Leonardo Trasande, MD, MPP
Jim G. Hendrick, M.D. Professor of Pediatrics, Department of Pediatrics
Professor, Department of Population Health
NYU Grossman School of Medicine
New York, NY, USA
Since 1950, there appear to be only three deviations from an ongoing exponential growth in plastic production: the oil crisis of the 1970s, the financial crisis of 2008, and the COVID-19 pandemic. A further 30% increase is projected from 2025-2050. Much of the public concern about the impact of plastics has been focused on visible or microscopic plastic, but the gravest concerns about human health impacts of plastics relate to the release of monomers and additives that are widely detected in the general population, especially in communities located near production facilities. Exposures are amenable to reduction through behavioral and regulatory interventions. Increasing awareness has produced calls for clinical laboratory testing for per- and polyfluoroalkyl substances (PFAS) to guide clinical care and medical monitoring.
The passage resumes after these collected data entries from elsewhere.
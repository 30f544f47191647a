//! Scatter legend groups and pointer hit-testing.

use crate::models::{Record, Smoker};

/// Legend groups of the age vs. charges scatter, in drawing order.
pub const SMOKER_GROUPS: [&str; 3] = ["Smoker", "Non-Smoker", "Other"];

/// Legend group a smoker value is drawn in.
pub fn smoker_group(smoker: &Smoker) -> &'static str {
    match smoker {
        Smoker::Yes => SMOKER_GROUPS[0],
        Smoker::No => SMOKER_GROUPS[1],
        Smoker::Other(_) => SMOKER_GROUPS[2],
    }
}

/// Records drawn in `group`, in input order.
pub fn group_members<'a>(records: &'a [Record], group: &'a str) -> impl Iterator<Item = &'a Record> {
    records.iter().filter(move |r| smoker_group(&r.smoker) == group)
}

/// Index of the point nearest to `cursor` that lies within `radius`.
///
/// Points and cursor share one coordinate space (screen pixels in the GUI). On equal
/// distances the earliest point wins.
pub fn nearest_point<I>(points: I, cursor: (f32, f32), radius: f32) -> Option<usize>
where
    I: IntoIterator<Item = (f32, f32)>,
{
    points
        .into_iter()
        .enumerate()
        .map(|(i, (x, y))| (i, (x - cursor.0).hypot(y - cursor.1)))
        .filter(|(_, d)| *d <= radius)
        .min_by(|a, b| a.1.total_cmp(&b.1))
        .map(|(i, _)| i)
}
//! Staggered enter animations.
//!
//! A [`Timeline`] schedules item `i` to start at `start_ms + i * step_ms` and run for
//! `duration_ms`. Progress is clamped to `[0, 1]` outside that window and shaped by an
//! [`Easing`]. Nothing waits on an animation; renderers just ask for the progress of the
//! current frame.

use super::Dashboard;
use std::f64::consts::PI;

#[derive(Debug, Clone, Copy, PartialEq)]
pub enum Easing {
    OutQuad,
    OutCubic,
    /// Overshooting spring; `amplitude` is clamped to `[1, 10]`, `period` to `[0.1, 2]`.
    OutElastic { amplitude: f64, period: f64 },
}

impl Easing {
    /// Map linear progress `t` in `[0, 1]` to eased progress. `0` and `1` are fixed points.
    pub fn apply(self, t: f64) -> f64 {
        let t = t.clamp(0.0, 1.0);
        match self {
            Easing::OutQuad => 1.0 - (1.0 - t) * (1.0 - t),
            Easing::OutCubic => 1.0 - (1.0 - t).powi(3),
            Easing::OutElastic { amplitude, period } => {
                1.0 - elastic_in(1.0 - t, amplitude, period)
            }
        }
    }
}

fn elastic_in(t: f64, amplitude: f64, period: f64) -> f64 {
    if t == 0.0 || t == 1.0 {
        return t;
    }
    let a = amplitude.clamp(1.0, 10.0);
    let p = period.clamp(0.1, 2.0);
    let s = p / (2.0 * PI) * (1.0 / a).asin();
    -a * 2f64.powf(10.0 * (t - 1.0)) * (((t - 1.0) - s) * 2.0 * PI / p).sin()
}

#[derive(Debug, Clone, Copy, PartialEq)]
pub struct Timeline {
    pub start_ms: f64,
    pub step_ms: f64,
    pub duration_ms: f64,
    pub easing: Easing,
}

impl Timeline {
    pub const fn new(start_ms: f64, step_ms: f64, duration_ms: f64, easing: Easing) -> Self {
        Self {
            start_ms,
            step_ms,
            duration_ms,
            easing,
        }
    }

    /// Eased progress of item `index` at `elapsed_ms` since the dashboard became ready.
    pub fn progress(&self, index: usize, elapsed_ms: f64) -> f64 {
        let begin = self.start_ms + self.step_ms * index as f64;
        if elapsed_ms <= begin {
            return 0.0;
        }
        if self.duration_ms <= 0.0 {
            return 1.0;
        }
        self.easing.apply((elapsed_ms - begin) / self.duration_ms)
    }

    /// Time at which the last of `items` settles.
    pub fn total_ms(&self, items: usize) -> f64 {
        self.start_ms + self.step_ms * items.saturating_sub(1) as f64 + self.duration_ms
    }

    pub fn is_finished(&self, items: usize, elapsed_ms: f64) -> bool {
        elapsed_ms >= self.total_ms(items)
    }
}

/// Stats cards sliding up 30px and fading in.
pub const CARDS: Timeline = Timeline::new(200.0, 100.0, 800.0, Easing::OutCubic);
pub const CARD_OFFSET_PX: f32 = 30.0;

/// Chart containers sliding up 40px and fading in.
pub const CHARTS: Timeline = Timeline::new(600.0, 150.0, 1000.0, Easing::OutCubic);
pub const CHART_OFFSET_PX: f32 = 40.0;

/// Regional bars growing from the baseline.
pub const BARS: Timeline = Timeline::new(300.0, 150.0, 1200.0, Easing::OutCubic);

/// Value labels above the regional bars.
pub const BAR_LABELS: Timeline = Timeline::new(800.0, 150.0, 600.0, Easing::OutQuad);

/// Histogram bars growing from the baseline.
pub const HISTOGRAM_BARS: Timeline = Timeline::new(400.0, 100.0, 1200.0, Easing::OutCubic);

/// Scatter points popping in to their resting radius.
pub const POINTS: Timeline = Timeline::new(
    300.0,
    2.0,
    1000.0,
    Easing::OutElastic {
        amplitude: 1.0,
        period: 0.8,
    },
);

pub const POINT_RADIUS: f32 = 5.0;
pub const POINT_HOVER_RADIUS: f32 = 8.0;
pub const POINT_OPACITY: f32 = 0.7;
pub const BAR_HOVER_OPACITY: f32 = 0.8;

/// True once every enter animation of `dashboard` has settled, so renderers can stop
/// requesting frames.
pub fn dashboard_settled(dashboard: &Dashboard, elapsed_ms: f64) -> bool {
    CARDS.is_finished(4, elapsed_ms)
        && CHARTS.is_finished(3, elapsed_ms)
        && BARS.is_finished(dashboard.regional.len(), elapsed_ms)
        && BAR_LABELS.is_finished(dashboard.regional.len(), elapsed_ms)
        && HISTOGRAM_BARS.is_finished(dashboard.bmi_bins.len(), elapsed_ms)
        && POINTS.is_finished(dashboard.records.len(), elapsed_ms)
}

#[cfg(test)]
mod tests {
    use super::*;

    #[test]
    fn easing_endpoints_are_fixed() {
        for e in [
            Easing::OutQuad,
            Easing::OutCubic,
            Easing::OutElastic {
                amplitude: 1.0,
                period: 0.8,
            },
        ] {
            assert!(e.apply(0.0).abs() < 1e-9, "{e:?} at 0");
            assert!((e.apply(1.0) - 1.0).abs() < 1e-9, "{e:?} at 1");
        }
    }

    #[test]
    fn elastic_overshoots() {
        let e = Easing::OutElastic {
            amplitude: 1.0,
            period: 0.8,
        };
        let peak = (1..100)
            .map(|i| e.apply(i as f64 / 100.0))
            .fold(f64::MIN, f64::max);
        assert!(peak > 1.0);
    }
}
This plenary session updates clinical laboratorians and healthcare providers about the science, which has largely emerged since many practitioners completed training but at the same requires a need for a paradigm shift in laboratory medicine and clinical care across the life course.
Biography: Leonardo Trasande, MD, MPP is an internationally renowned leader in environmental health. His research focuses on identifying the role of environmental exposures in childhood obesity and cardiovascular risks, and documenting the economic costs for policy makers of failing to prevent diseases of environmental origin in children proactively. He also holds appointments in the Wagner School of Public Service and NYU’s College of Global Public Health.